Sprint soon will deploy its SprintLink Frame Relay service for Burlington Resources.

“We had specific bandwidth needs where we needed multiple T-3s,” says Chris Farr, telecom supervisor at the Houston oil and gas company. Sprint’s service is a cost-effective way to connect Burlington’s international office with its domestic network, he says.

Sprint’s L2TPv3 offerings compete with AT&T’s IP Enabled Frame service and WorldCom’s Private IP service.

“This is really an alternative to [Multi-protocol Label Switching (MPLS)]-IP-enabled services,” says David Willis, an analyst at Meta Group. However, the difference is that Sprint’s is a site-to-site service, not a fully meshed offering, he says.

Sprint does offer a fully meshed alternative – its IP Intelligent Frame Relay service – but this is based on virtual routing technology from Nortel, not MPLS.

That the new service is not fully meshed is a plus for some users, Parish says. SprintLink Frame Relay is as secure as a traditional frame network because a tunnel, which acts like a permanent virtual circuit, is established between two sites on the network, he says. The encapsulated frame traffic that’s transported via a L2TPv3 tunnel is less vulnerable than if it were carried across the Sprint’s backbone from router to router, he says.

Most carriers have adopted MPLS to support Layer 2 traffic across their IP networks. Meta’s Willis says it’s not clear if one technology is better than the other, but one difference is that MPLS is a standard while L2TPv3 is not. The Internet Engineering Task Force is reviewing the L2TPv3 draft that Cisco submitted.

No other carriers support L2TPv3, Willis says.

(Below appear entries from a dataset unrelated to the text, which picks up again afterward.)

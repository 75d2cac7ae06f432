pub mod cli;
pub mod config;
pub mod email;
pub mod group;
pub mod http;
pub mod i18n;
pub mod logging;
pub mod pipeline;
pub mod prompt;
pub mod storage;
pub mod summarize;
pub mod task;
pub mod todoist;
pub mod week;

#[derive(Debug)]
pub enum TdigestError {
    Io(std::io::Error),
    Json(serde_json::Error),
    Http(String),
    Config(String),
    Llm(String),
    Email(String),
}

impl std::fmt::Display for TdigestError {
    fn fmt(&self, f: &mut std::fmt::Formatter<'_>) -> std::fmt::Result {
        match self {
            TdigestError::Io(e) => write!(f, "io: {e}"),
            TdigestError::Json(e) => write!(f, "json: {e}"),
            TdigestError::Http(msg) => write!(f, "http: {msg}"),
            TdigestError::Config(msg) => write!(f, "config: {msg}"),
            TdigestError::Llm(msg) => write!(f, "llm: {msg}"),
            TdigestError::Email(msg) => write!(f, "email: {msg}"),
        }
    }
}

impl std::error::Error for TdigestError {}

impl From<std::io::Error> for TdigestError {
    fn from(e: std::io::Error) -> Self {
        TdigestError::Io(e)
    }
}

impl From<serde_json::Error> for TdigestError {
    fn from(e: serde_json::Error) -> Self {
        TdigestError::Json(e)
    }
}

impl From<lettre::error::Error> for TdigestError {
    fn from(e: lettre::error::Error) -> Self {
        TdigestError::Email(format!("build message: {e}"))
    }
}

impl From<lettre::transport::smtp::Error> for TdigestError {
    fn from(e: lettre::transport::smtp::Error) -> Self {
        TdigestError::Email(format!("smtp: {e}"))
    }
}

“Supporting tunneling on a large scale has been a problem when managing VPNs in the past,” he says. Sprint still needs to prove it has the management tools deployed to support users with thousands of endpoints, he says.

The SprintLink Packet Private Line service is similar to the frame relay service in that customers can migrate to Sprint’s IP network, but domestic customers are not expected to see the same type of savings. The biggest cost benefits will be for users supporting dedicated connections between the U.S. and other countries, Parish says.

The third offering, SprintLink Virtual LAN Service lets users connect 802.1Q virtual LAN segments across the carrier’s IP network. But today users would have to have all their routers deployed in Sprint data centers or points of presence. Sprint says it will support the service directly from user sites later this year.